This InfoQ article is part of the series “Design And Technology: Joining Forces For A Truly Competitive Advantage Content On InfoQ”. You can subscribe to receive notifications via RSS.

 

Does design shape technology or does technology shape design? How do these two disciplines work together, and move away from the traditional siloed approach? In this virtual panel Sam Gibson and Ben Melbourne discuss the importance of overcoming adversity between technologists and designers by offering tactical approaches to solving these common issues. 

InfoQ: Does design shape technology or does technology shape design?

Ben: The two are intrinsically interlinked. Both provide inspiration for the other. There is an element of truth that sometimes limitations of technology can prevent designers from thinking big, but technology often comes up with inspiration and new ideas and approaches that design has never thought about. The theory is about incremental innovation versus disruptive innovation. It suggests that incremental innovation is climbing to the top of the existing hill that you're standing on. It's limited by the size of that hill. That's often what a lot of UX designers focus on. They run usability testing, trying to tweak and improve a particular product and service.

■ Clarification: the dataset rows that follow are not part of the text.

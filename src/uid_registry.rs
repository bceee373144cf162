//! UID Registry (`spec.md` §3 "UID Registry", §4.3 "UID category inference").
//!
//! Maps `(scope, original_uid) -> generated pseudo-uid`, consistently, for the
//! lifetime of the process. The original Python anonymiser
//! (`processing/anonymizer.py`) calls `pydicom.uid.generate_uid()` fresh on
//! every tag, so the same `StudyInstanceUID` gets a different replacement on
//! every image — this registry is what `spec.md` invariants I2/I3 and
//! property P3 require instead: one lookup, one answer, forever (within this
//! process run).

use std::collections::HashMap;
use std::sync::Mutex;

use uuid::Uuid;

/// Distinguishes UID roles so that two UIDs with identical text but different
/// roles (e.g. a StudyInstanceUID and a SeriesInstanceUID that happen to
/// share a value in synthetic test data) still map to distinct pseudo-UIDs.
#[derive(Debug, Clone, Copy, PartialEq, Eq, Hash)]
pub enum Scope {
    Study,
    Series,
    Image,
    FrameOfReference,
    Accession,
}

/// The registry's chosen pseudo-UID prefix, matching the original
/// implementation's `generate_uid(prefix="2.25.")`.
const PSEUDO_UID_PREFIX: &str = "2.25.";

#[derive(Default)]
pub struct UidRegistry {
    inner: Mutex<HashMap<(Scope, String), String>>,
}

impl UidRegistry {
    pub fn new() -> Self {
        UidRegistry {
            inner: Mutex::new(HashMap::new()),
        }
    }

    /// Returns the pseudo-UID for `(scope, original)`, generating and caching
    /// one on first sight.
    pub fn get(&self, scope: Scope, original: &str) -> String {
        let mut map = self.inner.lock().expect("uid registry mutex poisoned");
        map.entry((scope, original.to_string()))
            .or_insert_with(generate_pseudo_uid)
            .clone()
    }

    #[cfg(test)]
    pub fn len(&self) -> usize {
        self.inner.lock().unwrap().len()
    }
}

fn generate_pseudo_uid() -> String {
    // A UUID's integer value rendered as a dotted decimal run keeps the
    // result a syntactically valid DICOM UID (digits and dots only, <= 64
    // chars) without pulling in a DICOM-specific UID generator.
    let uuid = Uuid::new_v4();
    format!("{PSEUDO_UID_PREFIX}{}", uuid.as_u128())
}

#[cfg(test)]
mod tests {
    use super::*;

    #[test]
    fn same_original_value_same_scope_is_consistent() {
        let registry = UidRegistry::new();
        let a = registry.get(Scope::Study, "1.2.3.4");
        let b = registry.get(Scope::Study, "1.2.3.4");
        assert_eq!(a, b);
    }

    #[test]
    fn distinct_originals_get_distinct_pseudo_uids() {
        let registry = UidRegistry::new();
        let a = registry.get(Scope::Study, "1.2.3.4");
        let b = registry.get(Scope::Study, "1.2.3.5");
        assert_ne!(a, b);
    }

    #[test]
    fn same_text_different_scope_is_kept_distinct() {
        let registry = UidRegistry::new();
        let study = registry.get(Scope::Study, "1.2.3.4");
        let series = registry.get(Scope::Series, "1.2.3.4");
        assert_ne!(study, series);
        assert_eq!(registry.len(), 2);
    }

    #[test]
    fn pseudo_uid_has_expected_prefix() {
        let registry = UidRegistry::new();
        let uid = registry.get(Scope::Image, "1.2.3.4");
        assert!(uid.starts_with(PSEUDO_UID_PREFIX));
    }
}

But they lose sight of the fact that there might be other bigger mountains out there to climb.

The two play a key role in actually challenging and shifting their perspectives of data discipline.

Sam: When I think of design versus development or design versus technology, I always think of how science fiction has driven technology to be invented where it's kind of -- really it's a little bit beyond design but the idea is this visioning which is part of design. But the visioning is what drives the technology being invented. Years ago no one would have thought of tablets, or being able to call anyone anywhere on the globe. But that gets driven forward through that visioning exercise. Ben, you're completely correct. Constraints define how you do design. That's true both in art and in visual design and digital design.

I think without multi-touch screen would anyone have designed iPhone or the modern smartphone interface? Probably not. Before that technology existed there wasn’t this canvas on which you can draw that or the metaphorical canvas in which you can draw that. I don’t think the two can be separated or I don’t think it's one or the other at all.

Ben: I would like to point out, they're still not flying around on hover boards but that's a side point.

Sam: Yes. And we still don’t have teleporters either.

InfoQ: we're all seeing digital disruption across most industries, and certainly the industries that aren’t disrupted yet will be soon. How are successful companies surviving this digital disruption?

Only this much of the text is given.